Might do a card. I remembered something just now - a few years back on my birthday she gave me a card with nothing written on it. She said she had got caught up and didn't have time or something like that. You know, it stung back then and it stings now to consider it. I would never do that and even if I did I would fill it in right there and then - write something quick smart and re-present it later with apologies. She never wrote on that card. It must have been when things were so bad that she just didn't care (or her affair was just starting up - i don't know for sure). I grew up to just get on with it and fake it if you have to when it came to family. The fact that she actually gave me the card was an insult and I just took it - kept my cool. Not anymore folks.


----------



## AlmostYoung (May 24, 2012)

Last year's V-day was a tough one for us. I decided not acknowledging the day in even a small way would have been a mistake.

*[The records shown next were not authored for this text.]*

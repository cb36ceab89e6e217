// src/core/vector/mod.rs

pub mod similarity;

pub use similarity::{euclidean_distance, squared_euclidean_distance};
// src/core/indexing/vector/kdtree/tree.rs

//! Defines the core KD-Tree structures: `KdNode` and `KdTree`.

use super::error::KdTreeError;

/// Represents a node in the KD-Tree.
///
/// Every node stores exactly one point and the identifier it was inserted
/// with. The splitting axis is not stored: a node at depth `d` splits on
/// `d % dimension`. Children are exclusively owned, so the tree has no
/// shared or back references. Nodes are never modified after creation
/// apart from filling an empty child slot.
#[derive(Debug)]
pub(crate) struct KdNode<I> {
    pub(crate) point: Vec<f64>,
    pub(crate) id: Option<I>,
    pub(crate) left: Option<Box<KdNode<I>>>,
    pub(crate) right: Option<Box<KdNode<I>>>,
}

impl<I> KdNode<I> {
    pub(crate) const fn new(point: Vec<f64>, id: Option<I>) -> Self {
        Self { point, id, left: None, right: None }
    }

    /// Returns `(near, far)` children for a coordinate on `axis`.
    ///
    /// Coordinates strictly below the node's go left; equal ones go right,
    /// matching the insertion rule.
    pub(crate) fn split_children(
        &self,
        coordinate: f64,
        axis: usize,
    ) -> (Option<&Self>, Option<&Self>) {
        if coordinate < self.point[axis] {
            (self.left.as_deref(), self.right.as_deref())
        } else {
            (self.right.as_deref(), self.left.as_deref())
        }
    }
}

/// Represents a KD-Tree.
///
/// Points are added one at a time with [`KdTree::insert`]; there is no
/// deletion and no rebalancing, so depth depends on insertion order.
/// The dimensionality is either fixed up front ([`KdTree::new`]) or taken
/// from the first inserted point ([`KdTree::with_inferred_dimension`]).
#[derive(Debug)]
pub struct KdTree<I> {
    pub(crate) root: Option<Box<KdNode<I>>>,
    pub(crate) dimension: Option<usize>,
    pub(crate) len: usize,
}

impl<I> KdTree<I> {
    /// Creates a new, empty KD-Tree for points with `dimension` coordinates.
    #[must_use]
    pub const fn new(dimension: usize) -> Self {
        Self { root: None, dimension: Some(dimension), len: 0 }
    }

    /// Creates an empty tree whose dimensionality is fixed by the first insertion.
    #[must_use]
    pub const fn with_inferred_dimension() -> Self {
        Self { root: None, dimension: None, len: 0 }
    }

    /// Returns the dimensionality of the tree, or `None` if it has not been fixed yet.
    #[must_use]
    pub const fn dimension(&self) -> Option<usize> {
        self.dimension
    }

    /// Number of stored points, duplicates included.
    #[must_use]
    pub const fn len(&self) -> usize {
        self.len
    }

    #[must_use]
    pub const fn is_empty(&self) -> bool {
        self.len == 0
    }

    /// Number of nodes on the longest root-to-leaf path (0 for an empty tree).
    #[must_use]
    pub fn depth(&self) -> usize {
        let mut deepest = 0;
        let mut stack: Vec<(&KdNode<I>, usize)> =
            self.root.as_deref().map(|root| (root, 1)).into_iter().collect();
        while let Some((node, level)) = stack.pop() {
            deepest = deepest.max(level);
            stack.extend(node.left.as_deref().map(|child| (child, level + 1)));
            stack.extend(node.right.as_deref().map(|child| (child, level + 1)));
        }
        deepest
    }

    /// Iterates over `(point, id)` pairs in pre-order (node, left subtree, right subtree).
    #[must_use]
    pub fn iter(&self) -> Iter<'_, I> {
        Iter { stack: self.root.as_deref().into_iter().collect() }
    }

    /// Checks a query target against the tree's dimensionality.
    ///
    /// A tree whose dimensionality is still unknown holds no points, so any
    /// target is accepted and the query simply finds nothing.
    pub(crate) fn check_query(&self, target: &[f64]) -> Result<(), KdTreeError> {
        match self.dimension {
            Some(expected) if expected != target.len() => {
                Err(KdTreeError::DimensionMismatch { expected, found: target.len() })
            }
            _ => Ok(()),
        }
    }
}

impl<I> Default for KdTree<I> {
    fn default() -> Self {
        Self::with_inferred_dimension()
    }
}

// Tear down iteratively: a tree built from sorted input is a linked list,
// and the default recursive drop of `Box` chains would overflow the stack.
impl<I> Drop for KdTree<I> {
    fn drop(&mut self) {
        let mut pending: Vec<Box<KdNode<I>>> = self.root.take().into_iter().collect();
        while let Some(mut node) = pending.pop() {
            pending.extend(node.left.take());
            pending.extend(node.right.take());
        }
    }
}

/// Pre-order iterator over the points of a [`KdTree`].
#[derive(Debug)]
pub struct Iter<'a, I> {
    stack: Vec<&'a KdNode<I>>,
}

impl<'a, I> Iterator for Iter<'a, I> {
    type Item = (&'a [f64], Option<&'a I>);

    fn next(&mut self) -> Option<Self::Item> {
        let node = self.stack.pop()?;
        // Right first so the left subtree is yielded first.
        self.stack.extend(node.right.as_deref());
        self.stack.extend(node.left.as_deref());
        Some((node.point.as_slice(), node.id.as_ref()))
    }
}

impl<'a, I> IntoIterator for &'a KdTree<I> {
    type Item = (&'a [f64], Option<&'a I>);
    type IntoIter = Iter<'a, I>;

    fn into_iter(self) -> Self::IntoIter {
        self.iter()
    }
}
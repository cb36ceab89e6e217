//! Lock error handling utilities following DRY principle
//!
//! Poisoned `RwLock`s are surfaced as `OxirecError::Lock` instead of panicking.

use crate::core::common::OxirecError;
use std::sync::{PoisonError, RwLockReadGuard, RwLockWriteGuard};

/// Convert a poisoned read lock error to OxirecError
pub fn read_lock_poisoned<T>(_: PoisonError<RwLockReadGuard<'_, T>>) -> OxirecError {
    OxirecError::Lock("Failed to acquire read lock".to_string())
}

/// Convert a poisoned write lock error to OxirecError
pub fn write_lock_poisoned<T>(_: PoisonError<RwLockWriteGuard<'_, T>>) -> OxirecError {
    OxirecError::Lock("Failed to acquire write lock".to_string())
}

/// Convert the error returned by `RwLock::into_inner` on a poisoned lock
pub fn into_inner_poisoned<T>(_: PoisonError<T>) -> OxirecError {
    OxirecError::Lock("Lock poisoned".to_string())
}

I gave her a "friendly" card, no love and kisses stuff, 'cause I knew she wasn't in that place. She never mentioned the card, and didn't give me anything. I was ok with that. I gave it to be true to myself and who I am.


----------



## Married but Happy (Aug 13, 2013)

A good friend is the director of the local senior center, and they are hosting a VD Dance. He invited us to attend with him and his wife, but we may be the youngest people there. LOL Some of the seniors really know how to dance, so maybe we'll learn a few things. And we may ask any unattached singles to dance.

We may go out to dinner on Saturday, or something, just the two of us, but we normally don't do anything special for Valentine's Day.


----------



## Zanne (Dec 7, 2012)

Ugh, I just want the entire month to pass me by. I cringe at all the advertisements and cards which shove this holiday for lovers in my face. This horrible winter is not helping my spirits either.

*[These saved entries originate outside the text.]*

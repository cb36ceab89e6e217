// src/core/indexing/vector/kdtree/tests/test_search.rs

#[cfg(test)]
mod search_tests {
    use crate::core::indexing::vector::kdtree::error::KdTreeError;
    use crate::core::indexing::vector::kdtree::tree::KdTree;
    use crate::core::vector::similarity::squared_euclidean_distance;
    use approx::assert_relative_eq;
    use rand::rngs::StdRng;
    use rand::{Rng, SeedableRng};

    fn scenario_tree() -> KdTree<u64> {
        let mut tree = KdTree::new(2);
        tree.insert(vec![1.0, 2.0], Some(201)).unwrap();
        tree.insert(vec![3.0, 4.0], Some(202)).unwrap();
        tree.insert(vec![5.0, 6.0], Some(203)).unwrap();
        tree
    }

    fn random_points(rng: &mut StdRng, count: usize, dimension: usize) -> Vec<Vec<f64>> {
        (0..count)
            .map(|_| (0..dimension).map(|_| rng.gen_range(-100.0..100.0)).collect())
            .collect()
    }

    // Index of the first point with the smallest squared distance.
    fn brute_force_nearest(points: &[Vec<f64>], target: &[f64]) -> usize {
        let mut best = 0;
        for (i, p) in points.iter().enumerate() {
            if squared_euclidean_distance(target, p) < squared_euclidean_distance(target, &points[best]) {
                best = i;
            }
        }
        best
    }

    #[test]
    fn test_nearest_empty_tree() {
        let tree: KdTree<u64> = KdTree::new(2);
        assert_eq!(tree.nearest(&[1.0, 1.0]).unwrap(), None);
        assert!(tree.nearest_neighbor(&[1.0, 1.0]).unwrap().is_none());

        let inferred: KdTree<u64> = KdTree::with_inferred_dimension();
        assert_eq!(inferred.nearest(&[1.0, 1.0, 1.0]).unwrap(), None);
    }

    #[test]
    fn test_nearest_scenario_tie_resolved_by_traversal_order() {
        // (1,2) and (3,4) are both sqrt(2) away from (2,3). The root (1,2)
        // is visited first and (3,4) is not strictly closer, so 201 wins.
        let tree = scenario_tree();
        assert_eq!(tree.nearest(&[2.0, 3.0]).unwrap(), Some(201));

        let neighbor = tree.nearest_neighbor(&[2.0, 3.0]).unwrap().unwrap();
        assert_eq!(neighbor.point, &[1.0, 2.0]);
        assert_eq!(neighbor.id, Some(&201));
        assert_relative_eq!(neighbor.distance, 2.0_f64.sqrt(), epsilon = 1e-12);
    }

    #[test]
    fn test_nearest_single_point_tree() {
        let mut tree = KdTree::new(2);
        tree.insert(vec![1.0, 2.0], Some("only")).unwrap();

        let neighbor = tree.nearest_neighbor(&[10.0, -3.0]).unwrap().unwrap();
        assert_eq!(neighbor.id, Some(&"only"));
        assert_relative_eq!(neighbor.distance, (81.0_f64 + 25.0).sqrt(), epsilon = 1e-12);
    }

    #[test]
    fn test_nearest_exact_match() {
        let tree = scenario_tree();
        let neighbor = tree.nearest_neighbor(&[5.0, 6.0]).unwrap().unwrap();
        assert_eq!(neighbor.id, Some(&203));
        assert_eq!(neighbor.distance, 0.0);
    }

    #[test]
    fn test_nearest_crosses_splitting_plane() {
        // The target falls on the right of the root, but the closest point
        // lives in the left subtree just across the plane.
        let mut tree = KdTree::new(2);
        tree.insert(vec![5.0, 5.0], Some(1u64)).unwrap();
        tree.insert(vec![4.9, 0.0], Some(2)).unwrap();
        tree.insert(vec![9.0, 0.0], Some(3)).unwrap();

        assert_eq!(tree.nearest(&[5.1, 0.0]).unwrap(), Some(2));
        // Root, right child, then the left child across the plane.
        assert_eq!(tree.nearest_visits(&[5.1, 0.0]).unwrap(), 3);
    }

    #[test]
    fn test_far_branch_pruned_when_plane_is_too_far() {
        // Pruning must not change the answer: a far-away left subtree is
        // skipped and the near point is returned.
        let mut tree = KdTree::new(1);
        tree.insert(vec![0.0], Some('r')).unwrap();
        tree.insert(vec![-100.0], Some('l')).unwrap();
        tree.insert(vec![10.0], Some('n')).unwrap();

        assert_eq!(tree.nearest(&[9.0]).unwrap(), Some('n'));
        assert_eq!(tree.nearest(&[-60.0]).unwrap(), Some('l'));
        assert_eq!(tree.nearest_visits(&[9.0]).unwrap(), 2);
    }

    fn separated_tree() -> KdTree<u32> {
        // Root 50 with a left cluster {2, 5, 8} and a right cluster {102, 105, 108}.
        let mut tree = KdTree::new(1);
        for x in [50, 5, 105, 2, 8, 102, 108] {
            tree.insert(vec![f64::from(x)], Some(x)).unwrap();
        }
        tree
    }

    #[test]
    fn test_nearest_skips_subtrees_beyond_best_distance() {
        let tree = separated_tree();
        assert_eq!(tree.nearest(&[2.0]).unwrap(), Some(2));
        // Root, 5 and 2 only: the 8 subtree and the whole right cluster are pruned.
        assert_eq!(tree.nearest_visits(&[2.0]).unwrap(), 3);

        assert_eq!(KdTree::<u32>::new(1).nearest_visits(&[0.0]).unwrap(), 0);
    }

    #[test]
    fn test_k_nearest_skips_subtrees_beyond_kth_distance() {
        let tree = separated_tree();
        let ids: Vec<u32> =
            tree.k_nearest(&[2.0], 3).unwrap().iter().map(|n| *n.id.unwrap()).collect();
        assert_eq!(ids, vec![2, 5, 8]);
        // Root, 5, 2 and 8; the right cluster is never reached.
        assert_eq!(tree.k_nearest_visits(&[2.0], 3).unwrap(), 4);
        assert_eq!(tree.k_nearest_visits(&[2.0], 1).unwrap(), 3);
        // Asking for every point visits every node.
        assert_eq!(tree.k_nearest_visits(&[2.0], 7).unwrap(), 7);
    }

    #[test]
    fn test_target_on_hyperplane_searches_right_first() {
        // (2,0) and (-2,0) are equally far from (0,0). The target sits on the
        // root's splitting plane x = 0, so the right child is the near branch
        // and its point is kept.
        let mut tree = KdTree::new(2);
        tree.insert(vec![0.0, 10.0], Some("root")).unwrap();
        tree.insert(vec![2.0, 0.0], Some("right")).unwrap();
        tree.insert(vec![-2.0, 0.0], Some("left")).unwrap();

        assert_eq!(tree.nearest(&[0.0, 0.0]).unwrap(), Some("right"));
    }

    #[test]
    fn test_repeated_point_query_returns_zero_distance() {
        let mut tree = KdTree::new(2);
        tree.insert(vec![1.0, 1.0], Some(1u64)).unwrap();
        tree.insert(vec![3.0, 3.0], Some(7)).unwrap();
        tree.insert(vec![3.0, 3.0], Some(8)).unwrap();

        let neighbor = tree.nearest_neighbor(&[3.0, 3.0]).unwrap().unwrap();
        assert_eq!(neighbor.distance, 0.0);
        // The first copy is reached first and the second is not strictly closer.
        assert_eq!(neighbor.id, Some(&7));
    }

    #[test]
    fn test_nearest_point_without_id() {
        let mut tree: KdTree<u64> = KdTree::new(1);
        tree.insert(vec![0.0], None).unwrap();
        tree.insert(vec![10.0], Some(10)).unwrap();

        assert_eq!(tree.nearest(&[1.0]).unwrap(), None);
        let neighbor = tree.nearest_neighbor(&[1.0]).unwrap().unwrap();
        assert_eq!(neighbor.point, &[0.0]);
        assert!(neighbor.id.is_none());

        assert_eq!(tree.nearest(&[9.0]).unwrap(), Some(10));
    }

    #[test]
    fn test_query_dimension_mismatch() {
        let tree = scenario_tree();
        let result = tree.nearest(&[1.0, 2.0, 3.0]);
        assert_eq!(result, Err(KdTreeError::DimensionMismatch { expected: 2, found: 3 }));
        assert!(matches!(
            tree.k_nearest(&[1.0], 2),
            Err(KdTreeError::DimensionMismatch { expected: 2, found: 1 })
        ));

        // The guard applies to an empty tree with a fixed dimension as well.
        let empty: KdTree<u64> = KdTree::new(2);
        assert!(matches!(empty.nearest(&[1.0]), Err(KdTreeError::DimensionMismatch { .. })));
    }

    #[test]
    fn test_nearest_matches_brute_force() {
        let mut rng = StdRng::seed_from_u64(42);
        for dimension in 1..=5 {
            let points = random_points(&mut rng, 250, dimension);
            let mut tree = KdTree::new(dimension);
            for (i, p) in points.iter().enumerate() {
                tree.insert(p.clone(), Some(i)).unwrap();
            }

            for target in random_points(&mut rng, 100, dimension) {
                let expected = brute_force_nearest(&points, &target);
                let neighbor = tree.nearest_neighbor(&target).unwrap().unwrap();
                assert_eq!(neighbor.id, Some(&expected), "dimension {} target {:?}", dimension, target);
                assert_relative_eq!(
                    neighbor.distance,
                    squared_euclidean_distance(&target, &points[expected]).sqrt(),
                    epsilon = 1e-9
                );
            }
        }
    }

    #[test]
    fn test_k_nearest_matches_sorted_brute_force() {
        let mut rng = StdRng::seed_from_u64(7);
        let dimension = 3;
        let points = random_points(&mut rng, 200, dimension);
        let mut tree = KdTree::new(dimension);
        for (i, p) in points.iter().enumerate() {
            tree.insert(p.clone(), Some(i)).unwrap();
        }

        for target in random_points(&mut rng, 25, dimension) {
            let mut expected: Vec<(usize, f64)> = points
                .iter()
                .enumerate()
                .map(|(i, p)| (i, squared_euclidean_distance(&target, p).sqrt()))
                .collect();
            expected.sort_by(|a, b| a.1.total_cmp(&b.1));
            expected.truncate(5);

            let found = tree.k_nearest(&target, 5).unwrap();
            assert_eq!(found.len(), 5);
            for (neighbor, (index, distance)) in found.iter().zip(expected.iter()) {
                assert_eq!(neighbor.id, Some(index));
                assert_relative_eq!(neighbor.distance, *distance, epsilon = 1e-9);
            }
        }
    }

    #[test]
    fn test_k_nearest_first_is_nearest() {
        let tree = scenario_tree();
        let found = tree.k_nearest(&[2.0, 3.0], 1).unwrap();
        assert_eq!(found.len(), 1);
        assert_eq!(found[0].id, Some(&201));
    }

    #[test]
    fn test_k_nearest_ties_keep_traversal_order() {
        let mut tree = KdTree::new(2);
        tree.insert(vec![0.0, 10.0], Some("root")).unwrap();
        tree.insert(vec![2.0, 0.0], Some("right")).unwrap();
        tree.insert(vec![-2.0, 0.0], Some("left")).unwrap();

        let found = tree.k_nearest(&[0.0, 0.0], 3).unwrap();
        let ids: Vec<&str> = found.iter().filter_map(|n| n.id.copied()).collect();
        assert_eq!(ids, vec!["right", "left", "root"]);

        let top = tree.k_nearest(&[0.0, 0.0], 1).unwrap();
        assert_eq!(top[0].id, Some(&"right"));
    }

    #[test]
    fn test_k_nearest_k_greater_than_points() {
        let tree = scenario_tree();
        let found = tree.k_nearest(&[0.0, 0.0], 10).unwrap();
        assert_eq!(found.len(), 3);
        let ids: Vec<u64> = found.iter().filter_map(|n| n.id.copied()).collect();
        assert_eq!(ids, vec![201, 202, 203]);
        assert_relative_eq!(found[0].distance, 5.0_f64.sqrt(), epsilon = 1e-12);
        assert_relative_eq!(found[2].distance, 61.0_f64.sqrt(), epsilon = 1e-12);
    }

    #[test]
    fn test_k_nearest_k_is_zero_or_tree_empty() {
        let tree = scenario_tree();
        assert!(tree.k_nearest(&[1.0, 1.0], 0).unwrap().is_empty());

        let empty: KdTree<u64> = KdTree::new(2);
        assert!(empty.k_nearest(&[1.0, 1.0], 3).unwrap().is_empty());
    }
}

Last year, he gave me a combination Valentine's Day/birthday card and flowers from him and the kids (my b-day is two days off of V-day; sometimes I think he doesn't even know the real date). It was the beginning of the end for us, however, he did write some nice sentiments in the card.

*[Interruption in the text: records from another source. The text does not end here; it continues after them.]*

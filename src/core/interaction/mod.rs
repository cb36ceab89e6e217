//! Collaborators around the similarity index: ratings, sessions and the product catalog.

pub mod matrix;
pub mod session;
pub mod store;

pub use matrix::InteractionMatrix;
pub use session::{Interaction, SessionMap};
pub use store::{Product, ProductCatalog};
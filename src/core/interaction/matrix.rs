// src/core/interaction/matrix.rs

//! Sparse user/product rating matrix.

use std::collections::BTreeMap;

use crate::core::common::OxirecError;
use crate::core::types::UserId;

/// User/product interaction matrix with `num_users` rows and `num_products` columns.
///
/// Only non-zero ratings are stored; every other cell reads as `0.0`.
/// Products are addressed by column index here, not by `ProductId`.
#[derive(Debug, Clone, PartialEq)]
pub struct InteractionMatrix {
    num_users: usize,
    num_products: usize,
    ratings: BTreeMap<(UserId, usize), f32>,
}

impl InteractionMatrix {
    #[must_use]
    pub const fn new(num_users: usize, num_products: usize) -> Self {
        Self { num_users, num_products, ratings: BTreeMap::new() }
    }

    #[must_use]
    pub const fn num_users(&self) -> usize {
        self.num_users
    }

    #[must_use]
    pub const fn num_products(&self) -> usize {
        self.num_products
    }

    /// Records `rating` for `(user, product)`, replacing any previous value.
    ///
    /// A rating of `0.0` clears the cell.
    ///
    /// # Errors
    ///
    /// `OxirecError::InvalidInput` if either index is out of range or the rating is not finite.
    pub fn update_interaction(
        &mut self,
        user: UserId,
        product: usize,
        rating: f32,
    ) -> Result<(), OxirecError> {
        self.check_user(user)?;
        self.check_product(product)?;
        if !rating.is_finite() {
            return Err(OxirecError::invalid_input(format!(
                "rating for user {} and product {} must be finite, got {}",
                user, product, rating
            )));
        }

        if rating == 0.0 {
            self.ratings.remove(&(user, product));
        } else {
            self.ratings.insert((user, product), rating);
        }
        tracing::debug!(user, product, rating, "updated interaction");
        Ok(())
    }

    /// Rating of a single cell.
    ///
    /// # Errors
    ///
    /// `OxirecError::InvalidInput` if either index is out of range.
    pub fn rating(&self, user: UserId, product: usize) -> Result<f32, OxirecError> {
        self.check_user(user)?;
        self.check_product(product)?;
        Ok(self.ratings.get(&(user, product)).copied().unwrap_or(0.0))
    }

    /// All ratings given by `user`, as a dense row of length `num_products`.
    ///
    /// # Errors
    ///
    /// `OxirecError::InvalidInput` if `user` is out of range.
    pub fn get_user_ratings(&self, user: UserId) -> Result<Vec<f32>, OxirecError> {
        self.check_user(user)?;
        let mut row = vec![0.0; self.num_products];
        for (&(_, product), &rating) in self.ratings.range((user, 0)..=(user, usize::MAX)) {
            row[product] = rating;
        }
        Ok(row)
    }

    /// All ratings received by `product`, as a dense column of length `num_users`.
    ///
    /// # Errors
    ///
    /// `OxirecError::InvalidInput` if `product` is out of range.
    pub fn get_product_ratings(&self, product: usize) -> Result<Vec<f32>, OxirecError> {
        self.check_product(product)?;
        let mut column = vec![0.0; self.num_users];
        self.ratings
            .iter()
            .filter(|((_, p), _)| *p == product)
            .for_each(|(&(user, _), &rating)| column[user] = rating);
        Ok(column)
    }

    /// Number of stored (non-zero) ratings.
    #[must_use]
    pub fn non_zero_count(&self) -> usize {
        self.ratings.len()
    }

    fn check_user(&self, user: UserId) -> Result<(), OxirecError> {
        if user >= self.num_users {
            return Err(OxirecError::invalid_input(format!(
                "user {} out of range (matrix has {} users)",
                user, self.num_users
            )));
        }
        Ok(())
    }

    fn check_product(&self, product: usize) -> Result<(), OxirecError> {
        if product >= self.num_products {
            return Err(OxirecError::invalid_input(format!(
                "product {} out of range (matrix has {} products)",
                product, self.num_products
            )));
        }
        Ok(())
    }
}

I'm not sure about this year as we are truly facing the end. I'm not one who expects anything for birthdays and holidays. I just don't want him to feel awkward about whether to do anything. Again, I would be happy to go to sleep and wake up on March 1. Please just tell me when it's over.


----------



## LanieB (Jan 22, 2013)

I've never had a nice Valentine's Day in the past anyway. Usually I would buy him a card to give him just in case he got one for me. If he didn't, I didn't give it to him - otherwise it was awkward. Same thing on anniversaries.


----------



## PinkSalmon13 (Nov 7, 2013)

I view the coming of February 14th with much trepidation and anxiety!


----------



## Pepper123 (Nov 27, 2012)

Valentine's Day sucks arse. I've always thoughtvthat... even when I was married.


----------



## Horizon (Apr 4, 2013)

Yep, it's bit of a joke for me. I get antsy about the whole deal - the commerce of it, same with Christmas to a degree. However I will get a card. I don't want to be bloody minded about it. It's just that the temptation is to go ballistic about false words. I'll have to bite down hard on the bit....oh shoot, and then we have my Niece's wedding the next day. "Love is in the Air".....ahhh, now i can't get that damn song out of my head!


----------



## Adeline (Jan 24, 2014)

I just found out, or rather realized, that my husband will actually not be here on actual Valentine's day, he will be coming home from a work trip a few days after. I'm not sure if this is a good thing or a bad thing honestly haha... a part of me is relieved and the other part of me is disappointed. I mean... I guess I don't have to worry about it now? But now I wonder... will he call me on Valentine's day? will it still be awkward? I guess I don't have to worry about getting him anything. I also didn't realize that Valentine's day is on a Friday this year... that's depressing. I'll be alone on Valentine's day AND a Friday night simultaneously... boo. Wish I had some single female friends nearby that I could have some sort of anti vday party with. Sigh.


----------



## Keepin-my-head-up (Jan 11, 2013)

I will get her a nice cup of shut the hell up!! 
that is about all i tellz ya!!!!


----------



## Horizon (Apr 4, 2013)

Valentine's Day will now be re-named VOD Day

"Victory Over Deceivers Day" - tut ta cheaters....


----------



## LanieB (Jan 22, 2013)

I'm going to buy myself a nice box of chocolates! And maybe a bottle of wine.


----------



## Pepper123 (Nov 27, 2012)

I'm taking my DS out on a date Thursday since he will be with his dad Friday.


----------



## Axios (Feb 9, 2014)

Walk Away Wife moved out of the house on Feb. 1. 

We were married 23 years and together for 28.

I don't expect to hear from her anytime soon.

Thing is...Valentines Day is my birthday as well. Double whammy.

This just sucks.


----------



## poppyseed (Dec 22, 2013)

Just buy the cheapest V card & a small quality box of chocolates.


----------



## Baseballmom6 (Aug 15, 2012)

Reminds me of my DDay. Our 27th anniversary was June 1st. My ExH got me chocolates, a huge Teddy Bear and a card that said "I look forward to spending the next 27 years with you. I Love You." I learned a couple of weeks later that he had been banging the POSOW for about six weeks. What a crock of you know what!


----------



## thummper (Dec 19, 2013)

If your marriage is basically over and the love just isn't there, why do anything for that day. Valentines Day is for lovers. If there is no love, why bother. If her feelings get hurt, so what?


----------



## Horizon (Apr 4, 2013)

You are right. When you consider what her affair has done to me for the last 10 months since DDay it seems a bit odd to care about her feelings. On the other hand I am still learning to not care-take other people's feelings - a life long habit handed down from my Mother. A form of dependency.


----------